Когда придёт Зазирка - страница 40



За Вадиком шла я, опираясь на «спицу», как на посох. На плече сидел удод с почти задумчивым человеческим видом. Вообще-то я хотела замыкать цепочку, но Дима настоял, чтобы я шла в центре. Честно говоря, Димка меня поражал. Если поначалу он показался мне фальшивым, маменькиным сынком, который при первой трудности заскулит, мамочку зовя, то теперь он, явно, был в своей тарелке. Спокоен, как танк, точно не у чёрта на куличках, а где-нибудь в его родном Великом Новгороде, на прогулке в парке или на пикнике, на берегу Волхова. Димка всё время болтал, как говорится, обо всём и ни о чём. Перескакивая с темы на тему, с долгими и путаными отступлениями, так что через пару минут абсолютно было непонятно, о чём же, собственно, речь. Хотя и тем было всего три: школа, компьютерные игры и группа «Ария». О последней говорил много и горячо, демонстрируя ярого фаната. Я скучающе слушала, кивала, иногда поддакивала, чем подстёгивала его: Димка принимался вдохновлено цитировать тексты песен, рассказывать о концертах, которые, к его сожалению, видел лишь в записи, потому – что группа распалась.
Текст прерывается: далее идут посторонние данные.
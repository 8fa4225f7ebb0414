//! Feature derivation over ordered candle sequences.
//!
//! A single left-to-right pass turns `n` candles into `n` index-aligned
//! [`FeatureVector`]s. Index `i` may look back at candles `[i-23 .. i]`
//! (the regime window is the widest), never forward. Every division whose
//! denominator can be zero resolves to a documented default instead of
//! propagating NaN/Infinity — a non-finite value entering the training
//! matrix would silently poison gradient-based training.

use vigil_core::types::Candle;

use crate::vector::FeatureVector;
use crate::FeatureError;

/// Volume surge threshold in percent; `volume_spike` measures the excess
/// above it.
const VOLUME_SURGE_THRESHOLD: f64 = 30.0;

/// RSI look-back window (trailing candles, inclusive of the current one).
const RSI_WINDOW: usize = 14;

/// Bollinger band look-back window.
const BOLLINGER_WINDOW: usize = 20;

/// Market regime look-back window.
const REGIME_WINDOW: usize = 24;

/// Derive one feature vector per candle.
///
/// The output is index-aligned with the input. Fails only on an empty
/// input; numeric edge cases (zero closes, zero volumes, flat windows)
/// resolve to per-feature defaults.
pub fn build_features(candles: &[Candle]) -> Result<Vec<FeatureVector>, FeatureError> {
    if candles.is_empty() {
        return Err(FeatureError::EmptyCandles);
    }

    let closes: Vec<f64> = candles.iter().map(|c| c.close).collect();
    let mut out: Vec<FeatureVector> = Vec::with_capacity(candles.len());

    for (i, c) in candles.iter().enumerate() {
        let price_change = if i == 0 {
            0.0
        } else {
            pct_change(candles[i - 1].close, c.close)
        };
        let volume_change = if i == 0 {
            0.0
        } else {
            pct_change(candles[i - 1].volume, c.volume)
        };
        let volatility = if c.high > c.low && c.close != 0.0 {
            (c.high - c.low) / c.close * 100.0
        } else {
            0.0
        };
        let price_acceleration = if i < 2 {
            0.0
        } else {
            price_change - out[i - 1].price_change
        };
        let volume_spike = if i == 0 {
            0.0
        } else {
            (volume_change - VOLUME_SURGE_THRESHOLD).max(0.0)
        };
        let price_gap = if i == 0 || candles[i - 1].close == 0.0 {
            0.0
        } else {
            (c.open - candles[i - 1].close).abs() / candles[i - 1].close * 100.0
        };
        let price_momentum = if i < 3 {
            0.0
        } else {
            pct_change(candles[i - 3].close, c.close)
        };
        let volume_momentum = if i < 3 {
            0.0
        } else {
            pct_change(candles[i - 3].volume, c.volume)
        };

        let rsi = rsi(&closes[i.saturating_sub(RSI_WINDOW - 1)..=i]);
        let bollinger_position =
            bollinger_position(&closes[i.saturating_sub(BOLLINGER_WINDOW - 1)..=i], c.close);
        let market_regime = market_regime(&closes[i.saturating_sub(REGIME_WINDOW - 1)..=i]);

        let funding_rate_proxy = ((price_change / 10.0).tanh() * 0.5
            + (volume_change / 50.0).tanh() * 0.3
            + (volatility / 5.0).tanh() * 0.2)
            * 0.01;
        let open_interest_proxy = (c.volume + 1.0).ln() / 10.0 * 0.4
            + c.trade_count as f64 / 1000.0 * 0.3
            + price_change.abs() / 10.0 * 0.3;

        out.push(FeatureVector {
            price_change: finite_or_zero(price_change),
            volume: finite_or_zero(c.volume),
            funding_rate_proxy: finite_or_zero(funding_rate_proxy),
            open_interest_proxy: finite_or_zero(open_interest_proxy),
            price_acceleration: finite_or_zero(price_acceleration),
            volume_spike: finite_or_zero(volume_spike),
            price_gap: finite_or_zero(price_gap),
            price_momentum: finite_or_zero(price_momentum),
            volume_momentum: finite_or_zero(volume_momentum),
            rsi: finite_or_zero(rsi),
            bollinger_position: finite_or_zero(bollinger_position),
            market_regime: finite_or_zero(market_regime),
            volume_change: finite_or_zero(volume_change),
            volatility: finite_or_zero(volatility),
        });
    }

    Ok(out)
}

/// Percent change from `prev` to `cur`; 0 when `prev` is 0.
pub fn pct_change(prev: f64, cur: f64) -> f64 {
    if prev == 0.0 {
        0.0
    } else {
        (cur - prev) / prev * 100.0
    }
}

/// Replace NaN/Infinity with 0 so no non-finite value reaches the matrix.
fn finite_or_zero(v: f64) -> f64 {
    if v.is_finite() {
        v
    } else {
        0.0
    }
}

/// Mean and population standard deviation of a slice.
///
/// Returns `(0, 0)` for an empty slice.
fn mean_and_pop_std(values: &[f64]) -> (f64, f64) {
    if values.is_empty() {
        return (0.0, 0.0);
    }
    let n = values.len() as f64;
    let mean = values.iter().sum::<f64>() / n;
    let variance = values.iter().map(|v| (v - mean).powi(2)).sum::<f64>() / n;
    (mean, variance.sqrt())
}

/// Relative Strength Index over a trailing close window.
///
/// With fewer than 2 points there is no movement to measure: returns the
/// neutral 50. The zero-loss check precedes the zero-gain check, so a
/// perfectly flat window (gains and losses both 0) yields 100.
fn rsi(window: &[f64]) -> f64 {
    if window.len() < 2 {
        return 50.0;
    }
    let mut gains = 0.0;
    let mut losses = 0.0;
    for pair in window.windows(2) {
        let diff = pair[1] - pair[0];
        if diff >= 0.0 {
            gains += diff;
        } else {
            losses += -diff;
        }
    }
    if losses == 0.0 {
        return 100.0;
    }
    if gains == 0.0 {
        return 0.0;
    }
    // Average gain / average loss — the window counts cancel.
    let rs = gains / losses;
    100.0 - 100.0 / (1.0 + rs)
}

/// Position of `close` within the 20-period Bollinger band.
///
/// Neutral 0 until a full window is available. -1 at or below the lower
/// band, 1 at or above the upper band, otherwise the signed distance from
/// the mean scaled by the band half-width. The lower-band check runs
/// first, so a zero-width band (flat window) yields -1.
fn bollinger_position(window: &[f64], close: f64) -> f64 {
    if window.len() < BOLLINGER_WINDOW {
        return 0.0;
    }
    let (mean, std) = mean_and_pop_std(window);
    let upper = mean + 2.0 * std;
    let lower = mean - 2.0 * std;
    if close <= lower {
        return -1.0;
    }
    if close >= upper {
        return 1.0;
    }
    if upper == mean {
        0.0
    } else {
        (close - mean) / (upper - mean)
    }
}

/// Trend regime over the 24-period close window.
///
/// Neutral 0 until a full window is available. ±1 when the total percent
/// move across the window exceeds twice the single-step return volatility,
/// otherwise 0.
fn market_regime(window: &[f64]) -> f64 {
    if window.len() < REGIME_WINDOW {
        return 0.0;
    }
    let first = window[0];
    let last = window[window.len() - 1];
    let total_change = if first == 0.0 {
        0.0
    } else {
        (last - first) / first * 100.0
    };

    let returns: Vec<f64> = window
        .windows(2)
        .filter(|pair| pair[0] != 0.0)
        .map(|pair| (pair[1] - pair[0]) / pair[0])
        .collect();
    let (_, std) = mean_and_pop_std(&returns);
    let volatility = std * 100.0;

    if total_change.abs() > 2.0 * volatility {
        total_change.signum()
    } else {
        0.0
    }
}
Мы шли уже около часа, но ощущение такое, будто топтались на месте: пейзаж не менялся – снег, снег, снег…  Над головой всё та же бутафория неба. Хотя, стоп!

– Ребята, гляньте: у меня глюк или небо изменилось?

Да, небо стало другим: клочки ваты выровнялись, места соприкосновения сгладились – полотно вновь было целым, правда, изрядно мятое и грязное. И оно дрожало, вернее, колебалось, как плёнка на вскипавшем молоке.

– Время пробуждается? – сказал Дима, глядя на часы. Я приблизилась к нему, посмотрела: цифры на табло конвульсивно дёргались.

– Значит, мы приближаемся к краю этой зоны, – Вадик задумчиво теребил неприкуренную сигарету, всматриваясь в небо.

– Надо идти! – оживился Дима. – Там… это, ну… могут быть люди.

– И супец, – не зло усмехнулся Вадик. – Тарелка поглубже да ложка побольше.

– Да! и супец. Я привык, в обед, горячее есть!

– А кто тебе сказал, что сейчас обед?

– Желудок.

– Жиринформбюро, – хмыкнул Вадик, прикуривая сигарету.

– Ты опять? Опять? – начал заводиться Дима.

Я тронула его за плечо:

– Успокойся: он не со зла. Шуткует.

– Дурацкие шутки! Я что виноват, что мне нужно больше, ну, это… калорий, чем вам?

– Не виноват. Вадим, я же просила не цепляться к брату.

– Кто цепляется? Иду себе, куру и никого не трогаю, – сказал Вадик, притворно возмущаясь, затем, едва слышно, обронил: – Нежное создание…

Мы снова пошли, время от времени поднимали голову: взглянуть на небо. Чем дальше уходили от «лагеря», тем существенно менялось оно. Прежде всего, оно стало ниже, точно прогнулось от собственной тяжести. Яснее, чётче стала каждая чёрточка. Всё меньше и меньше пелена походила на нежную молочную плёнку – скорее на грязную плёнку при варке мяса: вот-вот закипит – и бурые хлопья брызнут во все стороны.

От постоянной белизны и однообразия пейзажа, устали глаза. В глубине души проклёвывалось раздражение. Я с ужасом ожидала взрыва. Вадик чаще стал курить, бубнил что-то себе под нос, явно не лирическое. Дима был мрачен, тревожно молчалив. Его мучило чувство голода и сильная потливость: пот, буквально, градом катился с него. Я решила сделать привал.

– Стоп. Сделаем паузу.

– Колобок, тормози! – крикнул Вадик, закуривая очередную сигарету.

– Ты много куришь, – неожиданно для себя, строго заметила я.